日本侵華戰略的歷史文化淵源

日本侵華戰略的歷史文化淵源

——為甲午戰爭120周年作

19世紀中葉以降,中日兩國分別以「洋務運動」(始於1861年)和「明治維新」(始於1868年)大略同期步入近代化進程。因變革深廣度的差異,歷三十年,至19世紀末葉,中日國力懸殊(弱方的清朝並不自知)。1894年7月,蓄謀已久的日本挑起戰端,清朝消極應戰,日軍在朝鮮、遼東重創清朝陸師,在黃海完敗北洋艦隊。1895年4月,「海陸交綏,戰無一勝」的清廷被迫簽訂喪權辱國的馬關條約,日本控制朝鮮,掠佔台灣,索取庫平銀二萬萬兩賠款,加上「三國還遼」追加三千萬兩賠款,共相當清政府三年財政收入,中國半殖民地化大大加深,日本則得以在帝國主義路徑上狂奔。

日本發動甲午戰爭(日本稱「日清戰爭」),前承16世紀豐臣秀吉征伐朝鮮、覬覦明朝,後啟20世紀30—40年代的14年侵華戰爭,置之更廣遠的歷史背景,則是日本自古以來國家戰略的強勢踐行。日本侵華,有著久遠深刻的歷史文化淵源。

自古即立「八紘一宇」說

地處東亞外緣的島國日本,國土狹窄,資源不富,卻「不甘處島國之境」,很早就有強烈的對外擴張訴求,其掠占的首批目標是鄰近的朝鮮半島、台灣島、庫頁島以及中國東北的白山黑水,東亞大陸乃至全世界則為其侵略的「遠大目標」。

「雄飛海外」、稱霸世界,是日本統治階層千餘年來的夢想。傳說中的初代天皇神武天皇便有「八紘為宇」狂想。「八紘」一詞原出中國典籍《列子·湯問》《淮南子·地形訓》,意指四方四隅。成書於8世紀、用漢文寫作的古典《日本書記》借用此詞,編造神武天皇建都詔書,內稱:「兼六合以開都,掩八紘而為宇。」意欲將世間的四面八方,置諸一宇(屋頂)之下,而這個「屋頂」,便是世界最高君主日本天皇。

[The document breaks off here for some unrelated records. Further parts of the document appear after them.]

use chrono::{DateTime, Utc};
use once_cell::sync::Lazy;
use regex::Regex;

/// Maximum length of a moment's text snippet, in characters
pub const MAX_SNIPPET_CHARS: usize = 200;

static SENTENCE_BOUNDARY: Lazy<Regex> =
    Lazy::new(|| Regex::new(r"[.!?]+").expect("sentence boundary pattern should compile"));

/// Split a transcript into sentence pieces on runs of `.`, `!`, `?`
///
/// Pieces are returned raw: untrimmed, and empty pieces (including the one
/// after a trailing terminator) are kept so window start indices and the
/// running character offset stay aligned with the source text.
pub fn split_sentences(transcript: &str) -> Vec<&str> {
    SENTENCE_BOUNDARY.split(transcript).collect()
}

/// Estimate the timestamp for a character offset into the transcript
///
/// Maps the fractional position `offset / total_len` onto the available
/// timestamp sequence: `idx = floor(progress * n)` clamped to `[0, n-1]`.
/// This is a deliberate approximation; there is no true per-sentence
/// alignment. When no timestamps are available the injected fallback instant
/// is used.
pub fn estimate_timestamp(
    offset: usize,
    total_len: usize,
    timestamps: &[DateTime<Utc>],
    fallback: DateTime<Utc>,
) -> DateTime<Utc> {
    if timestamps.is_empty() {
        return fallback;
    }
    let progress = if total_len > 0 {
        offset as f64 / total_len as f64
    } else {
        0.0
    };
    let idx = ((progress * timestamps.len() as f64) as usize).min(timestamps.len() - 1);
    timestamps[idx]
}

/// Hard-truncate text to the snippet limit
///
/// Character-based, not word-boundary aware.
pub fn truncate_snippet(text: &str) -> String {
    text.chars().take(MAX_SNIPPET_CHARS).collect()
}

#[cfg(test)]
mod tests {
    use super::*;
    use chrono::TimeZone;

    fn ts(minute: u32) -> DateTime<Utc> {
        Utc.with_ymd_and_hms(2024, 1, 1, 10, minute, 0).unwrap()
    }

    #[test]
    fn test_split_keeps_trailing_empty_piece() {
        let sentences = split_sentences("What is the plan? How do we proceed?");
        assert_eq!(sentences, vec!["What is the plan", " How do we proceed", ""]);
    }

    #[test]
    fn test_split_collapses_terminator_runs() {
        let sentences = split_sentences("Really?! Yes... done.");
        assert_eq!(sentences, vec!["Really", " Yes", " done", ""]);
    }

    #[test]
    fn test_split_empty_transcript() {
        assert_eq!(split_sentences(""), vec![""]);
    }

    #[test]
    fn test_estimate_timestamp_maps_proportionally() {
        let timestamps = vec![ts(0), ts(5), ts(10), ts(15)];
        assert_eq!(estimate_timestamp(0, 100, &timestamps, ts(59)), ts(0));
        assert_eq!(estimate_timestamp(50, 100, &timestamps, ts(59)), ts(10));
        assert_eq!(estimate_timestamp(99, 100, &timestamps, ts(59)), ts(15));
    }

    #[test]
    fn test_estimate_timestamp_clamps_past_end() {
        let timestamps = vec![ts(0), ts(5)];
        assert_eq!(estimate_timestamp(200, 100, &timestamps, ts(59)), ts(5));
    }

    #[test]
    fn test_estimate_timestamp_falls_back_when_empty() {
        assert_eq!(estimate_timestamp(10, 100, &[], ts(42)), ts(42));
    }

    #[test]
    fn test_estimate_timestamp_zero_length_transcript() {
        let timestamps = vec![ts(0), ts(5)];
        assert_eq!(estimate_timestamp(0, 0, &timestamps, ts(59)), ts(0));
    }

    #[test]
    fn test_truncate_snippet_bound() {
        let long = "x".repeat(500);
        assert_eq!(truncate_snippet(&long).chars().count(), MAX_SNIPPET_CHARS);
        assert_eq!(truncate_snippet("short"), "short");
    }
}
use chrono::{DateTime, Utc};
use serde::{Deserialize, Serialize};

/// One scored emotion label within an emotion timeline entry
#[derive(Debug, Clone, PartialEq, Serialize, Deserialize)]
pub struct EmotionScore {
    /// Emotion label (e.g. "joy", "anger")
    pub label: String,
    /// Model confidence in [0, 1]
    #[serde(default)]
    pub score: f64,
}

/// One entry in the emotion timeline, produced by an upstream analyzer
///
/// The engine treats this as an opaque signal: only the shape matters.
#[derive(Debug, Clone, Default, PartialEq, Serialize, Deserialize)]
pub struct EmotionEntry {
    /// Strongest emotion label for this chunk
    #[serde(default)]
    pub dominant_emotion: String,
    /// Scored labels, strongest first; may be empty
    #[serde(default)]
    pub emotion_scores: Vec<EmotionScore>,
    /// Source text this entry was computed from, when available
    #[serde(default)]
    pub text_chunk: Option<String>,
}

impl EmotionEntry {
    /// Intensity of this entry: the maximum score across its labels
    ///
    /// `None` when the entry carries no scores at all, so callers can
    /// distinguish "no signal" from a genuine zero.
    pub fn intensity(&self) -> Option<f64> {
        if self.emotion_scores.is_empty() {
            return None;
        }
        Some(
            self.emotion_scores
                .iter()
                .map(|s| s.score)
                .fold(0.0, f64::max),
        )
    }
}

/// One scored topic label within a topic timeline entry
#[derive(Debug, Clone, PartialEq, Serialize, Deserialize)]
pub struct TopicScore {
    pub topic: String,
    #[serde(default)]
    pub score: f64,
}

/// One entry in the topic timeline
///
/// Accepted on input but not consumed by any detector yet; reserved for
/// topic-shift detection.
#[derive(Debug, Clone, Default, PartialEq, Serialize, Deserialize)]
pub struct TopicEntry {
    #[serde(default)]
    pub primary_topic: String,
    #[serde(default)]
    pub topic_scores: Vec<TopicScore>,
}

/// Full input to one detection call
///
/// Every field defaults to empty: a partial payload degrades to fewer
/// detectors contributing, never to a parse failure.
#[derive(Debug, Clone, Default, PartialEq, Serialize, Deserialize)]
pub struct AnalysisInput {
    /// Full meeting transcript
    #[serde(default)]
    pub transcript: String,
    /// Emotion entries in chronological order
    #[serde(default)]
    pub emotion_timeline: Vec<EmotionEntry>,
    /// Topic entries in chronological order (reserved)
    #[serde(default)]
    pub topic_timeline: Vec<TopicEntry>,
    /// Timestamps index-aligned with `emotion_timeline`; may be shorter or empty
    #[serde(default)]
    pub timestamps: Vec<DateTime<Utc>>,
}

#[cfg(test)]
mod tests {
    use super::*;

    #[test]
    fn test_intensity_is_max_score() {
        let entry = EmotionEntry {
            dominant_emotion: "joy".to_string(),
            emotion_scores: vec![
                EmotionScore {
                    label: "joy".to_string(),
                    score: 0.3,
                },
                EmotionScore {
                    label: "neutral".to_string(),
                    score: 0.7,
                },
            ],
            text_chunk: None,
        };
        assert_eq!(entry.intensity(), Some(0.7));
    }

    #[test]
    fn test_intensity_none_without_scores() {
        let entry = EmotionEntry::default();
        assert_eq!(entry.intensity(), None);
    }

    #[test]
    fn test_analysis_input_defaults_missing_fields() {
        let input: AnalysisInput =
            serde_json::from_str(r#"{"transcript": "Hello there."}"#).unwrap();
        assert_eq!(input.transcript, "Hello there.");
        assert!(input.emotion_timeline.is_empty());
        assert!(input.topic_timeline.is_empty());
        assert!(input.timestamps.is_empty());
    }
}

此一妄念,自古代延至近代。明治維新伊始,即以天皇名義發布《宸翰》(御筆信)曰:「朕安撫爾等億兆,終欲開拓萬里波濤,布國威於四方,置天下於富岳(富士山——引者)之安。」天皇的御用文人不遺餘力宣揚此說。1903年(明治三十六年),日本「國柱會」成員田中智學把神武天皇「掩八紘而為宇」之語概括為「八紘一宇」,字面意思似乎是「四海一家」,實則宣示日本為統一全世界的霸主。1915年(大正二年)3月11日,國柱會機關報《國柱新聞》刊登《神武天皇の建國》一文,正式拋出「八紘一宇」說。1940年7月26日,日本近衛內閣制定《基本國策綱要》,聲言建立「大東亞共榮圈」,「八紘一宇」為其根本目標。中日戰爭及太平洋戰爭期間,「八紘一宇」成為日本帝國的國家格言,其軍政機構懸掛兩條幅,一為「武運長久」,一為「八紘一宇」。

古代日本的海外擴張

「八紘一宇」是日本千餘年的國家方針。自大和國於4世紀末、5世紀初統一日本開始,即踐行「掩八紘而為宇」的擴張計劃。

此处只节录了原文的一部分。